PSI scales up boron nitride coating process for 316L powders to industrial batch sizes

Phoenix Scientific Industries Ltd (PSI), based in Hailsham, East Sussex, UK, has developed and scaled a fluidised bed reactor (FBR) process for coating 316L stainless steel powders with boron nitride nanoparticles for additive manufacturing. The company produced two 20 kg batches of coated powder using a larger retort system, maintaining coating quality comparable to laboratory trials. PSI reported that initial investigations found commercially available boron nitride nanopowder exhibited significant agglomeration, which was addressed through a solution-based dispersion approach that reduced agglomerate sizes to approximately 1–2 µm before coating. The company identified the FBR route as the most effective among several evaluated coating technologies.

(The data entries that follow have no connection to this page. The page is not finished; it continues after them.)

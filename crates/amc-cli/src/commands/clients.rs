use amc_client::list::Pagination;
use amc_client::{AppContext, ClientForm};

use crate::cli::{ClientFormArgs, ClientShowArgs, ClientUpdateArgs, IdArgs, ListArgs, OutputFormat};
use crate::client::{CliError, CliResult};
use crate::commands::{drain_notices, today};
use crate::output::{render_client, render_client_list, render_client_overview};

pub(crate) async fn handle_client_list(
    ctx: &AppContext,
    args: ListArgs,
    output: OutputFormat,
) -> CliResult<()> {
    let query = args.query(ctx.list_settings().page_size);
    let page = ctx.clients_api().list(&query).await?;
    let pagination = Pagination::from_dto(page.pagination, query.limit);
    render_client_list(&page.clients, pagination, output)
}

pub(crate) async fn handle_client_show(
    ctx: &AppContext,
    args: ClientShowArgs,
    output: OutputFormat,
) -> CliResult<()> {
    let screen = ctx.clients_screen();
    let mut notices = ctx.notifier().subscribe();
    let today = today();
    let result = if args.overview {
        match screen.overview(args.id, today).await {
            Ok(overview) => render_client_overview(&overview, today, output),
            Err(err) => Err(err.into()),
        }
    } else {
        match screen.detail(args.id).await {
            Ok(client) => render_client(&client, today, output),
            Err(err) => Err(err.into()),
        }
    };
    if result.is_err() {
        drain_notices(&mut notices);
    }
    result
}

pub(crate) async fn handle_client_create(
    ctx: &AppContext,
    args: ClientFormArgs,
    output: OutputFormat,
) -> CliResult<()> {
    let mut form = ClientForm::default();
    apply_form_args(&mut form, args);

    let screen = ctx.clients_screen();
    let mut notices = ctx.notifier().subscribe();
    let result = screen.save(None, &form).await;
    drain_notices(&mut notices);
    render_client(&result?, today(), output)
}

pub(crate) async fn handle_client_update(
    ctx: &AppContext,
    args: ClientUpdateArgs,
    output: OutputFormat,
) -> CliResult<()> {
    let screen = ctx.clients_screen();
    let mut notices = ctx.notifier().subscribe();
    let existing = match screen.detail(args.id).await {
        Ok(client) => client,
        Err(err) => {
            drain_notices(&mut notices);
            return Err(err.into());
        }
    };
    let mut form = ClientForm::from_client(&existing);
    apply_form_args(&mut form, args.form);

    let result = screen.save(Some(args.id), &form).await;
    drain_notices(&mut notices);
    render_client(&result?, today(), output)
}

pub(crate) async fn handle_client_delete(ctx: &AppContext, args: IdArgs) -> CliResult<()> {
    let screen = ctx.clients_screen();
    let mut notices = ctx.notifier().subscribe();
    let result = screen.delete(args.id).await;
    drain_notices(&mut notices);
    result.map_err(CliError::from)
}

/// Overlay the flags that were given onto `form`.
pub(crate) fn apply_form_args(form: &mut ClientForm, args: ClientFormArgs) {
    let ClientFormArgs {
        email,
        phone,
        amc_start,
        amc_end,
        status,
        domain,
        amc_hours,
        chargers_for_amc,
        increment_value,
    } = args;
    if let Some(email) = email {
        form.email = email;
    }
    if let Some(phone) = phone {
        form.phone = phone;
    }
    if let Some(amc_start) = amc_start {
        form.amc_start = amc_start;
    }
    if let Some(amc_end) = amc_end {
        form.amc_end = amc_end;
    }
    if let Some(status) = status {
        form.status = status;
    }
    if let Some(domain) = domain {
        form.domain = domain;
    }
    if let Some(hours) = amc_hours {
        form.amc_hours = hours;
    }
    if let Some(count) = chargers_for_amc {
        form.chargers_for_amc = count;
    }
    if let Some(value) = increment_value {
        form.increment_value = value;
    }
}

This development addresses a persistent challenge in powder engineering: achieving uniform dispersion and adhesion of nanoparticles onto metal powder surfaces at industrially relevant scale. Nanoparticle coatings have long attracted interest for modifying material properties and processing behaviour in metal AM, but agglomeration has limited commercial adoption. PSI's scale-up to 20 kg batches moves the technology from laboratory curiosity toward production relevance, particularly for applications requiring modified thermal conductivity, wear resistance, or high-temperature performance. The company indicated the coated powders could support oxide dispersion-strengthened (ODS) alloys and high-temperature materials, though further work is needed to validate mechanical properties in Laser Beam Powder Bed Fusion (PBF-LB) components.

The practical significance here is that PSI has demonstrated a repeatable coating process at a batch size that could support pilot production runs, not that nanoparticle-coated powders are ready for qualification in aerospace or medical applications. The next step is mechanical property evaluation of PBF-LB parts made from these powders, which will determine whether the coating survives the melt pool and delivers measurable property improvements. Until that data is published and independently replicated, this remains an enabling process development rather than a production-ready material solution.